In the ballgame, offensive linemen keep the defense at bay, allowing the quarterback time to get the ball to a receiver, or clearing a path for the running back to gain yardage. The “skill players” eat up yardage and, hopefully, score, getting their names in the paper. Linemen just work and most fans don’t pay attention unless something goes wrong.
When it comes to your power, the lineman toils almost in obscurity. Unless you see a bucket truck in front of your house with someone making repairs, you probably don’t think about this important job until the lights go out, as they did for many of us a couple of weeks ago.
Hurricane Irma made landfall in Florida on Sept. 10 — twice, actually — then roared north into Georgia. For the first time, metro Atlanta including Newton County was under a tropical storm warning.

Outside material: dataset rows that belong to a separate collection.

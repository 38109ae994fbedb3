//! Persistent job index (§6: "enumerate jobs on startup without scanning").
//!
//! Per-job resume state (segment bitmap, byte offsets) lives in each job's
//! own `manifest.json` under its temp dir ([`crate::segment_store`]); this
//! module is the *global* index over job ids so startup recovery and `list`
//! don't need to walk the filesystem. Same operations the teacher's
//! SQLite-backed job table exposed, reimplemented over one JSON file guarded
//! by a file lock substitute (write via temp file + rename, same idiom used
//! throughout this crate for atomic persistence).

mod store;

pub use store::{JobsIndex, JobsIndexError};
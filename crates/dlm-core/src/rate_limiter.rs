//! C4 RateLimiter: global and per-job token buckets enforcing an aggregate
//! byte-rate budget (§4.4). New component — the starting crate only had a
//! connection-*count* budget (`GlobalConnectionBudget`/`BudgetGuard` with a
//! drop-releases-reservation RAII shape); this reuses that RAII idiom but
//! accounts bytes/sec instead of connection slots.

use std::collections::HashMap;
use std::sync::{Condvar, Mutex};
use std::time::{Duration, Instant};

/// One monotonic-clock token bucket. Capacity is a quarter-second's worth of
/// the configured rate (§4.4), so a burst can't exceed 250ms at full speed.
struct Bucket {
    capacity: f64,
    tokens: f64,
    refill_per_sec: f64,
    last_refill: Instant,
}

impl Bucket {
    fn new(rate_bytes_per_sec: u64) -> Self {
        let capacity = (rate_bytes_per_sec as f64 * 0.25).max(1.0);
        Self {
            capacity,
            tokens: capacity,
            refill_per_sec: rate_bytes_per_sec as f64,
            last_refill: Instant::now(),
        }
    }

    fn refill(&mut self) {
        let now = Instant::now();
        let elapsed = now.duration_since(self.last_refill).as_secs_f64();
        self.last_refill = now;
        self.tokens = (self.tokens + elapsed * self.refill_per_sec).min(self.capacity);
    }

    /// Attempts to deduct `n` tokens; returns the wait duration needed if
    /// insufficient (None means proceed now).
    fn try_acquire(&mut self, n: f64) -> Option<Duration> {
        self.refill();
        if self.tokens >= n {
            self.tokens -= n;
            None
        } else if self.refill_per_sec <= 0.0 {
            // unlimited: should never reach here since unlimited buckets
            // aren't constructed, but stay safe.
            self.tokens = 0.0;
            None
        } else {
            let missing = n - self.tokens;
            self.tokens = 0.0;
            Some(Duration::from_secs_f64(missing / self.refill_per_sec))
        }
    }

    fn set_rate(&mut self, rate_bytes_per_sec: u64) {
        self.refill();
        self.capacity = (rate_bytes_per_sec as f64 * 0.25).max(1.0);
        self.refill_per_sec = rate_bytes_per_sec as f64;
        self.tokens = self.tokens.min(self.capacity);
    }
}

struct Inner {
    global: Option<Bucket>,
    per_job: HashMap<String, Bucket>,
}

/// Global and per-job token buckets. `acquire` blocks the calling thread
/// (workers call this from their own OS thread, never the async runtime)
/// until both buckets have capacity. First-come-first-served per bucket via
/// the mutex + condvar wakeup order.
pub struct RateLimiter {
    state: Mutex<Inner>,
    cv: Condvar,
}

impl RateLimiter {
    pub fn new(global_speed_limit_bytes: u64) -> Self {
        Self {
            state: Mutex::new(Inner {
                global: if global_speed_limit_bytes == 0 {
                    None
                } else {
                    Some(Bucket::new(global_speed_limit_bytes))
                },
                per_job: HashMap::new(),
            }),
            cv: Condvar::new(),
        }
    }

    pub fn set_job_limit(&self, job_id: &str, limit_bytes_per_sec: Option<u64>) {
        let mut inner = self.state.lock().unwrap();
        match limit_bytes_per_sec {
            None | Some(0) => {
                inner.per_job.remove(job_id);
            }
            Some(rate) => {
                inner
                    .per_job
                    .entry(job_id.to_string())
                    .and_modify(|b| b.set_rate(rate))
                    .or_insert_with(|| Bucket::new(rate));
            }
        }
        self.cv.notify_all();
    }

    pub fn set_global_limit(&self, limit_bytes_per_sec: u64) {
        let mut inner = self.state.lock().unwrap();
        match limit_bytes_per_sec {
            0 => inner.global = None,
            rate => match &mut inner.global {
                Some(b) => b.set_rate(rate),
                None => inner.global = Some(Bucket::new(rate)),
            },
        }
        self.cv.notify_all();
    }

    pub fn unregister_job(&self, job_id: &str) {
        self.state.lock().unwrap().per_job.remove(job_id);
    }

    /// Deducts `n_bytes` from both the global and the job's bucket,
    /// blocking the caller until both have capacity (§4.4). A no-op when
    /// neither bucket is configured with a limit.
    pub fn acquire(&self, job_id: &str, n_bytes: u64) {
        if n_bytes == 0 {
            return;
        }
        let n = n_bytes as f64;
        loop {
            let wait = {
                let mut inner = self.state.lock().unwrap();
                let global_wait = inner.global.as_mut().and_then(|b| b.try_acquire(n));
                let job_wait = inner
                    .per_job
                    .get_mut(job_id)
                    .and_then(|b| b.try_acquire(n));
                match (global_wait, job_wait) {
                    (None, None) => return,
                    (g, j) => g.into_iter().chain(j).max(),
                }
            };
            if let Some(delay) = wait {
                // Bounded wait so a concurrent `set_*_limit` call can wake us
                // sooner than the stale delay estimate.
                let guard = self.state.lock().unwrap();
                let _ = self
                    .cv
                    .wait_timeout(guard, delay.min(Duration::from_millis(250)))
                    .unwrap();
            }
        }
    }
}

Soaking rainfall coupled with sustained winds of around 30 mph — peaking at 46 mph in Conyers — made for widespread problems in the area. Numerous trees fell, leading to widespread power outages as early as the morning of Sept. 11.
A few people were fortunate enough never to lose power, and some of those who did got it back quickly. Those stories seemed not to be the rule.
Some people were out of power for days, and while most people seemed to accept their fate and make do, there was at least one notable exception.
In Covington on the night of Sept. 13, a lineman dared take a break — the horrors! — to get a fast-food meal. One resident took offense in maybe the most insidious way possible.
Well, the most insidious way imaginable would have been a homicide. This wasn’t murder, but it almost assuredly meets the legal definition of assault.
The lineman took his food back to the truck — you read that right; he wasn’t even eating in the Taco Bell, but grabbing a to-go meal — when a woman approached him and allegedly threw a soft drink in his face.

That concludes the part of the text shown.